_Goal of the exercise:_
Return the records below exactly as they are written.

_Supplied entries:_
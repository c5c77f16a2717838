use thiserror::Error;

#[derive(Debug, Error)]
pub enum InputError {
    #[error("invalid repository '{0}': expected owner/name")]
    InvalidRepo(String),
    #[error("no pull request number: pass --pr or run on a pull_request event (GITHUB_REF was {0:?})")]
    MissingPrNumber(Option<String>),
}

/// Immutable per-run context assembled from the CLI inputs and the GitHub
/// Actions environment.
#[derive(Debug, Clone)]
pub struct RunContext {
    pub owner: String,
    pub repo: String,
    pub pr_number: u32,
    pub run_id: String,
}

impl RunContext {
    /// Validate and split the `owner/name` repository string and resolve the
    /// pull request number, falling back to the `refs/pull/<n>/merge` ref a
    /// `pull_request` workflow runs on when `--pr` was not given.
    pub fn resolve(
        repo: &str,
        pr: Option<u32>,
        github_ref: Option<String>,
        run_id: String,
    ) -> Result<Self, InputError> {
        let (owner, name) = split_repo(repo)?;
        let pr_number = match pr {
            Some(number) => number,
            None => pr_number_from_ref(github_ref.as_deref())
                .ok_or(InputError::MissingPrNumber(github_ref))?,
        };

        Ok(Self {
            owner,
            repo: name,
            pr_number,
            run_id,
        })
    }
}

fn split_repo(repo: &str) -> Result<(String, String), InputError> {
    match repo.split_once('/') {
        Some((owner, name)) if !owner.is_empty() && !name.is_empty() && !name.contains('/') => {
            Ok((owner.to_string(), name.to_string()))
        }
        _ => Err(InputError::InvalidRepo(repo.to_string())),
    }
}

/// Extract the pull request number from a `refs/pull/<n>/merge` ref.
fn pr_number_from_ref(github_ref: Option<&str>) -> Option<u32> {
    let rest = github_ref?.strip_prefix("refs/pull/")?;
    let (number, _) = rest.split_once('/')?;
    number.parse().ok()
}
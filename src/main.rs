use std::path::PathBuf;
use std::process::ExitCode;

use anyhow::Result;
use clap::Parser;

mod config;
mod github;
mod marker;
mod run;

#[derive(Parser, Debug)]
#[command(name = "diffpost")]
#[command(about = "Posts a pull request diff as a comment, collapsing the previous run's one")]
#[command(version)]
struct Args {
    /// Path to the diff file to post
    #[arg(long, env = "DIFF_PATH")]
    diff_path: PathBuf,

    /// Token used to authenticate against the GitHub API
    #[arg(long, env = "GITHUB_TOKEN", hide_env_values = true)]
    github_token: String,

    /// Target repository ("owner/name")
    #[arg(long, env = "GITHUB_REPOSITORY")]
    repo: String,

    /// Pull request number (defaults to the pull_request event ref)
    #[arg(long)]
    pr: Option<u32>,

    /// Identifier of this CI run, embedded in the comment marker
    #[arg(long, env = "GITHUB_RUN_ID")]
    run_id: String,
}

#[tokio::main]
async fn main() -> ExitCode {
    let args = Args::parse();

    tracing_subscriber::fmt()
        .with_env_filter(
            tracing_subscriber::EnvFilter::try_from_default_env()
                .unwrap_or_else(|_| tracing_subscriber::EnvFilter::new("info")),
        )
        .with_writer(std::io::stderr)
        .with_ansi(false)
        .init();

    match try_run(args).await {
        Ok(()) => ExitCode::SUCCESS,
        Err(e) => {
            // GitHub Actions workflow command: annotates and fails the run.
            eprintln!("::error::{e:#}");
            ExitCode::FAILURE
        }
    }
}

async fn try_run(args: Args) -> Result<()> {
    let ctx = config::RunContext::resolve(
        &args.repo,
        args.pr,
        std::env::var("GITHUB_REF").ok(),
        args.run_id,
    )?;

    run::post_diff_comment(&args.github_token, &ctx, &args.diff_path).await
}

_Exercise answer:_
repository c5c77f16a2717838
use thiserror::Error;

#[derive(Debug, Error)]
pub enum InputError {
    #[error("invalid repository '{0}': expected owner/name")]
    InvalidRepo(String),
    #[error("no pull request number: pass --pr or run on a pull_request event (GITHUB_REF was {0:?})")]
    MissingPrNumber(Option<String>),
}

/// Immutable per-run context assembled from the CLI inputs and the GitHub
/// Actions environment.
#[derive(Debug, Clone)]
pub struct RunContext {
    pub owner: String,
    pub repo: String,
    pub pr_number: u32,
    pub run_id: String,
}

impl RunContext {
    /// Validate and split the `owner/name` repository string and resolve the
    /// pull request number, falling back to the `refs/pull/<n>/merge` ref a
    /// `pull_request` workflow runs on when `--pr` was not given.
    pub fn resolve(
        repo: &str,
        pr: Option<u32>,
        github_ref: Option<String>,
        run_id: String,
    ) -> Result<Self, InputError> {
        let (owner, name) = split_repo(repo)?;
        let pr_number = match pr {
            Some(number) => number,
            None => pr_number_from_ref(github_ref.as_deref())
                .ok_or(InputError::MissingPrNumber(github_ref))?,
        };

        Ok(Self {
            owner,
            repo: name,
            pr_number,
            run_id,
        })
    }
}

fn split_repo(repo: &str) -> Result<(String, String), InputError> {
    match repo.split_once('/') {
        Some((owner, name)) if !owner.is_empty() && !name.is_empty() && !name.contains('/') => {
            Ok((owner.to_string(), name.to_string()))
        }
        _ => Err(InputError::InvalidRepo(repo.to_string())),
    }
}

/// Extract the pull request number from a `refs/pull/<n>/merge` ref.
fn pr_number_from_ref(github_ref: Option<&str>) -> Option<u32> {
    let rest = github_ref?.strip_prefix("refs/pull/")?;
    let (number, _) = rest.split_once('/')?;
    number.parse().ok()
}
filename src/main.rs
use std::path::PathBuf;
use std::process::ExitCode;

use anyhow::Result;
use clap::Parser;

mod config;
mod github;
mod marker;
mod run;

#[derive(Parser, Debug)]
#[command(name = "diffpost")]
#[command(about = "Posts a pull request diff as a comment, collapsing the previous run's one")]
#[command(version)]
struct Args {
    /// Path to the diff file to post
    #[arg(long, env = "DIFF_PATH")]
    diff_path: PathBuf,

    /// Token used to authenticate against the GitHub API
    #[arg(long, env = "GITHUB_TOKEN", hide_env_values = true)]
    github_token: String,

    /// Target repository ("owner/name")
    #[arg(long, env = "GITHUB_REPOSITORY")]
    repo: String,

    /// Pull request number (defaults to the pull_request event ref)
    #[arg(long)]
    pr: Option<u32>,

    /// Identifier of this CI run, embedded in the comment marker
    #[arg(long, env = "GITHUB_RUN_ID")]
    run_id: String,
}

#[tokio::main]
async fn main() -> ExitCode {
    let args = Args::parse();

    tracing_subscriber::fmt()
        .with_env_filter(
            tracing_subscriber::EnvFilter::try_from_default_env()
                .unwrap_or_else(|_| tracing_subscriber::EnvFilter::new("info")),
        )
        .with_writer(std::io::stderr)
        .with_ansi(false)
        .init();

    match try_run(args).await {
        Ok(()) => ExitCode::SUCCESS,
        Err(e) => {
            // GitHub Actions workflow command: annotates and fails the run.
            eprintln!("::error::{e:#}");
            ExitCode::FAILURE
        }
    }
}

async fn try_run(args: Args) -> Result<()> {
    let ctx = config::RunContext::resolve(
        &args.repo,
        args.pr,
        std::env::var("GITHUB_REF").ok(),
        args.run_id,
    )?;

    run::post_diff_comment(&args.github_token, &ctx, &args.diff_path).await
}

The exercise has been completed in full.